= Other-centred therapy =

Other-centred therapy is a particular approach used in psychotherapy and other therapeutic fields which is grounded in Buddhist psychology principles. The approach addresses the relationship between the self and the world through an investigation of perception, its conditioned nature and the possibility for change.

== Background ==
The Buddhist understanding of conditioned nature of the ordinary mind provides a model of human process which is cyclical and based on distorted perception. Since all Buddhist teachings can be linked through this model, details found in different teachings can be used to elaborate and clarify aspects of it.

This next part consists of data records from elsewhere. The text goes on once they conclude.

use std::path::Path;
use std::sync::Arc;

use anyhow::{Context, Result};

use flashnews::config::Config;
use flashnews::fetcher::NewsApiClient;
use flashnews::models::NewsFilter;
use flashnews::orchestrator::CacheOrchestrator;
use flashnews::storage::{seed, Storage};

/// Load configuration from a TOML file, or from the environment when no
/// file is given
pub fn load_config(path: Option<&Path>) -> Result<Config> {
    let config = match path {
        Some(path) => Config::from_file(path)?,
        None => Config::from_env()?,
    };
    config.validate().context("Invalid configuration")?;
    Ok(config)
}

/// Everything a command needs: stores, orchestrator and configuration
pub struct AppContext {
    pub config: Config,
    pub storage: Storage,
    pub news: CacheOrchestrator,
}

impl AppContext {
    /// Open the database, seed reference data and start the orchestrator
    pub async fn open(config: Config) -> Result<Self> {
        let storage = Storage::open_sqlite(&config.database)
            .await
            .with_context(|| format!("Failed to open database {}", config.database.path.display()))?;

        seed::seed_reference_data(storage.categories.as_ref(), storage.regions.as_ref())
            .await
            .context("Failed to seed categories and regions")?;

        let fetcher = NewsApiClient::new(&config.news_api)
            .context("Failed to create news provider client")?;
        if !fetcher.has_api_key() {
            tracing::warn!("NEWS_API_KEY not set; refreshes will not fetch new articles");
        }

        let news = CacheOrchestrator::new(&storage, Arc::new(fetcher), config.service.clone());

        Ok(Self {
            config,
            storage,
            news,
        })
    }

    /// Resolve category name and region code arguments to a filter
    pub async fn filter(&self, category: Option<&str>, region: Option<&str>) -> Result<NewsFilter> {
        let mut filter = NewsFilter::all();

        if let Some(name) = category {
            let found = self
                .storage
                .categories
                .find_by_name(name)
                .await?
                .with_context(|| format!("Unknown category: {name}"))?;
            filter = filter.category(found.id);
        }

        if let Some(code) = region {
            let found = self
                .storage
                .regions
                .find_by_code(code)
                .await?
                .with_context(|| format!("Unknown region: {code}"))?;
            filter = filter.region(found.id);
        }

        Ok(filter)
    }

    /// Requested limit, or the configured default
    pub fn limit(&self, requested: Option<i64>) -> i64 {
        requested.unwrap_or(self.config.service.default_limit as i64)
    }

    /// Drain pending view counts, then close pooled connections
    pub async fn shutdown(&self) {
        self.news.shutdown().await;
        self.storage.shutdown();
    }
}
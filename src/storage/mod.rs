//! Article, category and region persistence
//!
//! This module wires the store traits to a backing store:
//! - SQLite through the shared [`SqlitePool`] for the application
//! - In-memory mocks for tests and dry runs

pub mod repository;
pub mod seed;
pub mod sqlite;

pub use repository::{
    ArticleStore, CategoryStore, MockArticleStore, MockCategoryStore, MockRegionStore,
    RegionStore, SharedArticleStore, SharedCategoryStore, SharedRegionStore, StoreResult,
};
pub use sqlite::{SqliteArticleStore, SqliteCategoryStore, SqliteRegionStore};

use std::sync::Arc;

use crate::config::DatabaseConfig;
use crate::error::Result;
use crate::pool::{PoolSettings, PoolStatus, SqliteManager, SqlitePool};

/// The three stores, sharing one backing store
#[derive(Clone)]
pub struct Storage {
    pub articles: SharedArticleStore,
    pub categories: SharedCategoryStore,
    pub regions: SharedRegionStore,
    pool: Option<Arc<SqlitePool>>,
}

impl Storage {
    /// Open the SQLite database, pre-populate the pool and create the schema.
    ///
    /// The database's parent directory is created if needed.
    pub async fn open_sqlite(config: &DatabaseConfig) -> Result<Self> {
        if let Some(parent) = config.path.parent() {
            if !parent.as_os_str().is_empty() {
                std::fs::create_dir_all(parent)?;
            }
        }

        let pool = SqlitePool::open(
            SqliteManager::new(&config.path),
            PoolSettings::from(config),
        )?;

        {
            let conn = pool.acquire().await?;
            sqlite::create_schema(&conn)?;
        }

        tracing::info!(path = %config.path.display(), "SQLite storage initialized");
        Ok(Self::from_pool(Arc::new(pool)))
    }

    /// Stores sharing an existing pool
    pub fn from_pool(pool: Arc<SqlitePool>) -> Self {
        Self {
            articles: Arc::new(SqliteArticleStore::new(Arc::clone(&pool))),
            categories: Arc::new(SqliteCategoryStore::new(Arc::clone(&pool))),
            regions: Arc::new(SqliteRegionStore::new(Arc::clone(&pool))),
            pool: Some(pool),
        }
    }

    /// In-memory stores (for testing)
    pub fn in_memory() -> Self {
        Self {
            articles: Arc::new(MockArticleStore::new()),
            categories: Arc::new(MockCategoryStore::new()),
            regions: Arc::new(MockRegionStore::new()),
            pool: None,
        }
    }

    /// Occupancy of the backing pool, if any
    pub fn pool_status(&self) -> Option<PoolStatus> {
        self.pool.as_ref().map(|p| p.status())
    }

    /// Close every idle pooled handle
    pub fn shutdown(&self) {
        if let Some(pool) = &self.pool {
            pool.shutdown();
        }
    }
}

impl std::fmt::Debug for Storage {
    fn fmt(&self, f: &mut std::fmt::Formatter<'_>) -> std::fmt::Result {
        f.debug_struct("Storage")
            .field("pool", &self.pool_status())
            .finish_non_exhaustive()
    }
}

#[cfg(test)]
mod tests {
    use super::*;
    use tempfile::TempDir;

    #[tokio::test]
    async fn test_open_sqlite_creates_parent_directory() {
        let dir = TempDir::new().unwrap();
        let config = DatabaseConfig {
            path: dir.path().join("nested").join("news.db"),
            ..DatabaseConfig::default()
        };

        let storage = Storage::open_sqlite(&config).await.unwrap();
        assert_eq!(storage.articles.count_total().await.unwrap(), 0);

        let status = storage.pool_status().unwrap();
        assert!(status.initialized);
        assert_eq!(status.idle, config.initial_pool_size);

        storage.shutdown();
        assert_eq!(storage.pool_status().unwrap().idle, 0);
    }

    #[test]
    fn test_in_memory_has_no_pool() {
        assert!(Storage::in_memory().pool_status().is_none());
    }
}
impl CacheOrchestrator {
    /// Create an orchestrator and start its view-count workers.
    ///
    /// Must be called from within a tokio runtime.
    pub fn new(storage: &Storage, fetcher: SharedFetcher, config: ServiceConfig) -> Self {
        let views = ViewCounter::spawn(
            storage.articles.clone(),
            config.view_workers,
            config.view_queue_capacity,
        );

        Self {
            articles: storage.articles.clone(),
            categories: storage.categories.clone(),
            regions: storage.regions.clone(),
            fetcher,
            config,
            views,
        }
    }

    /// Service configuration in use
    pub fn config(&self) -> &ServiceConfig {
        &self.config
    }

    fn clamp(&self, limit: i64) -> usize {
        clamp_limit(limit, self.config.max_limit)
    }

    // ========================================================================
    // Reads
    // ========================================================================

    /// Most recent articles, refreshing from the provider on a short read
    pub async fn latest(&self, filter: NewsFilter, limit: i64) -> Result<Vec<Article>> {
        let limit = self.clamp(limit);
        tracing::info!(?filter, limit, "Fetching latest news");

        let articles = recover(self.articles.find_latest(filter, limit).await, "find_latest")?;
        if articles.len() >= limit {
            return Ok(articles);
        }

        tracing::info!(
            cached = articles.len(),
            limit,
            "Insufficient cached articles, refreshing"
        );
        self.refresh_cycle(filter, limit, "read-through").await?;
        recover(self.articles.find_latest(filter, limit).await, "find_latest")
    }

    /// Most recent trending articles, refreshing from the provider on a short read
    pub async fn trending(&self, filter: NewsFilter, limit: i64) -> Result<Vec<Article>> {
        let limit = self.clamp(limit);
        tracing::info!(?filter, limit, "Fetching trending news");

        let articles = recover(
            self.articles.find_trending(filter, limit).await,
            "find_trending",
        )?;
        if articles.len() >= limit {
            return Ok(articles);
        }

        tracing::info!(
            cached = articles.len(),
            limit,
            "Insufficient trending articles, refreshing"
        );
        self.refresh_cycle(filter, limit, "read-through").await?;
        recover(
            self.articles.find_trending(filter, limit).await,
            "find_trending",
        )
    }

    /// Articles whose title or description contains `keyword`.
    ///
    /// Only cached articles are searched. A blank keyword returns nothing
    /// without touching the store.
    pub async fn search(
        &self,
        keyword: &str,
        filter: NewsFilter,
        limit: i64,
    ) -> Result<Vec<Article>> {
        let keyword = keyword.trim();
        if keyword.is_empty() {
            return Ok(Vec::new());
        }

        let limit = self.clamp(limit);
        tracing::info!(keyword, ?filter, limit, "Searching news");
        recover(
            self.articles.search(keyword, filter, limit).await,
            "search",
        )
    }

    /// Feed by kind; `Local` reads like `Latest`
    pub async fn by_feed(
        &self,
        kind: FeedKind,
        filter: NewsFilter,
        limit: i64,
    ) -> Result<Vec<Article>> {
        match kind {
            FeedKind::Trending => self.trending(filter, limit).await,
            FeedKind::Latest | FeedKind::Local => self.latest(filter, limit).await,
        }
    }

    /// Article by id. A hit queues a view-count increment without waiting on it.
    pub async fn article_by_id(&self, id: ArticleId) -> Result<Option<Article>> {
        tracing::info!(id, "Fetching article by id");
        let article = recover(self.articles.find_by_id(id).await, "find_by_id")?;
        if article.is_some() {
            self.views.dispatch(id);
        }
        Ok(article)
    }

    /// Article by canonical URL; does not count a view
    pub async fn article_by_url(&self, url: &str) -> Result<Option<Article>> {
        tracing::info!(url, "Fetching article by url");
        recover(self.articles.find_by_url(url).await, "find_by_url")
    }

    /// Active categories
    pub async fn categories(&self) -> Result<Vec<Category>> {
        recover(self.categories.find_all().await, "categories")
    }

    /// Active regions
    pub async fn regions(&self) -> Result<Vec<Region>> {
        recover(self.regions.find_all().await, "regions")
    }

    /// Aggregate counts; a count that cannot be read is reported as zero
    pub async fn statistics(&self) -> Result<NewsStats> {
        let since = Utc::now() - Duration::hours(24);

        Ok(NewsStats {
            total_articles: recover(self.articles.count_total().await, "count_total")?,
            trending_articles: recover(self.articles.count_trending().await, "count_trending")?,
            recent_articles: recover(self.articles.count_recent(since).await, "count_recent")?,
            total_views: recover(self.articles.total_views().await, "total_views")?,
            categories_count: recover(self.categories.count_active().await, "count_categories")?,
            locations_count: recover(self.regions.count_active().await, "count_regions")?,
        })
    }

    // ========================================================================
    // Writes
    // ========================================================================

    /// Insert a new article or overwrite a stored one.
    ///
    /// Returns the stored article, or `None` if it could not be saved.
    pub async fn save_article(&self, article: &Article) -> Result<Option<Article>> {
        tracing::info!(title = %article.title, "Saving article");

        if article.is_saved() {
            let updated = recover(self.articles.update(article).await, "update")?;
            return Ok(updated.then(|| article.clone()));
        }

        match self.articles.insert(article).await {
            Ok(id) => Ok(Some(Article {
                id,
                ..article.clone()
            })),
            Err(StoreError::Unavailable(e)) => Err(Error::Pool(e)),
            Err(e) => {
                tracing::warn!(url = %article.url, error = %e, "Failed to save article");
                Ok(None)
            }
        }
    }

    /// Add one view and wait for it; false if the article does not exist
    pub async fn increment_view_count(&self, id: ArticleId) -> Result<bool> {
        tracing::debug!(id, "Incrementing view count");
        recover(
            self.articles.increment_view_count(id).await,
            "increment_view_count",
        )
    }

    /// Set or clear the trending flag; false if the article does not exist
    pub async fn set_trending(&self, id: ArticleId, trending: bool) -> Result<bool> {
        tracing::info!(id, trending, "Setting trending status");
        recover(
            self.articles.set_trending(id, trending).await,
            "set_trending",
        )
    }

    // ========================================================================
    // Refresh
    // ========================================================================

    /// Explicit refresh with the configured fetch ceiling.
    ///
    /// Returns the number of newly stored articles; zero is not a failure.
    pub async fn refresh(&self, filter: NewsFilter) -> Result<usize> {
        tracing::info!(?filter, "Refreshing news cache");
        let inserted = self
            .refresh_cycle(filter, self.config.refresh_limit, "explicit")
            .await?;

        let total = recover(self.articles.count_total().await, "count_total")?;
        tracing::info!(inserted, total, "News cache refresh completed");
        Ok(inserted)
    }

    async fn refresh_cycle(
        &self,
        filter: NewsFilter,
        ceiling: usize,
        trigger: &'static str,
    ) -> Result<usize> {
        let category = match filter.category_id {
            Some(id) => recover(self.categories.find_by_id(id).await, "category_by_id")?,
            None => None,
        };
        let region = match filter.region_id {
            Some(id) => recover(self.regions.find_by_id(id).await, "region_by_id")?,
            None => None,
        };

        let category_hint = category.as_ref().and_then(|c| provider_category(&c.name));
        let region_hint = region.as_ref().and_then(|r| provider_region(&r.country_code));

        let candidates = match self
            .fetcher
            .fetch(category_hint, region_hint.as_deref(), ceiling)
            .await
        {
            Ok(candidates) => candidates,
            Err(e) => {
                metrics::record_fetch_failure();
                tracing::warn!(error = %e, "Fetch from news provider failed");
                return Ok(0);
            }
        };

        if candidates.is_empty() {
            tracing::warn!(category = ?category_hint, region = ?region_hint, "No articles fetched");
            metrics::record_refresh(trigger, 0, 0, 0);
            return Ok(0);
        }

        let category_id = match (&category, category_hint) {
            (Some(c), _) => Some(c.id),
            (None, Some(hint)) => {
                recover(self.categories.find_by_name(hint).await, "category_by_name")?
                    .map(|c| c.id)
            }
            (None, None) => None,
        };
        let region_id = match (&region, region_hint.as_deref()) {
            (Some(r), _) => Some(r.id),
            (None, Some(code)) => {
                recover(self.regions.find_by_code(code).await, "region_by_code")?.map(|r| r.id)
            }
            (None, None) => None,
        };

        let quota = trending_quota(ceiling, self.config.trending_ratio);
        let mut outcome = RefreshOutcome::default();

        for raw in candidates {
            match self.articles.find_by_url(&raw.url).await {
                Ok(Some(_)) => {
                    outcome.duplicates += 1;
                    continue;
                }
                Ok(None) => {}
                Err(StoreError::Unavailable(e)) => return Err(Error::Pool(e)),
                Err(e) => {
                    outcome.failed += 1;
                    tracing::debug!(url = %raw.url, error = %e, "Dedup lookup failed, skipping");
                    continue;
                }
            }

            let mut article = Article::from_raw(raw);
            article.category_id = category_id;
            article.region_id = region_id;
            article.trending = outcome.inserted < quota;

            match self.articles.insert(&article).await {
                Ok(_) => outcome.inserted += 1,
                Err(StoreError::Unavailable(e)) => return Err(Error::Pool(e)),
                Err(e) => {
                    outcome.failed += 1;
                    tracing::debug!(title = %article.title, error = %e, "Failed to cache article");
                }
            }
        }

        metrics::record_refresh(trigger, outcome.inserted, outcome.duplicates, outcome.failed);
        tracing::info!(
            trigger,
            inserted = outcome.inserted,
            duplicates = outcome.duplicates,
            failed = outcome.failed,
            "Cached new articles from news provider"
        );
        Ok(outcome.inserted)
    }

    /// Stop the view-count workers after they apply what is queued
    pub async fn shutdown(&self) {
        self.views.shutdown().await;
        tracing::info!("Cache orchestrator shut down");
    }
}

This Buddhist understanding of mind can be used in practical ways to create interventions which will facilitate psychological change in therapeutic and other contexts. The teachings of the Skandhas and Dependent origination describe a cycle of perception and attachment and examining the stages in this cycle suggest a number of different possibilities for therapeutic intervention.

Other-centred approaches tend to focus on those interventions which relate to aspects of the cycle of human process which are connected to the world view. These are more amenable to change than those parts with which the person identifies. People are more willing to question their perception of others than their sense of self.

Other centred models include developing clearer views of the other and moving beyond conditioned, self-invested interest. They include methods such as Naikan. This approach is being developed on the Tariki Psychotherapy Training Programme. The model can also be linked to mindfulness based approaches, particularly where these are interpreted in the light of the Satipatthana sutta in the overall context of Buddhist teachings.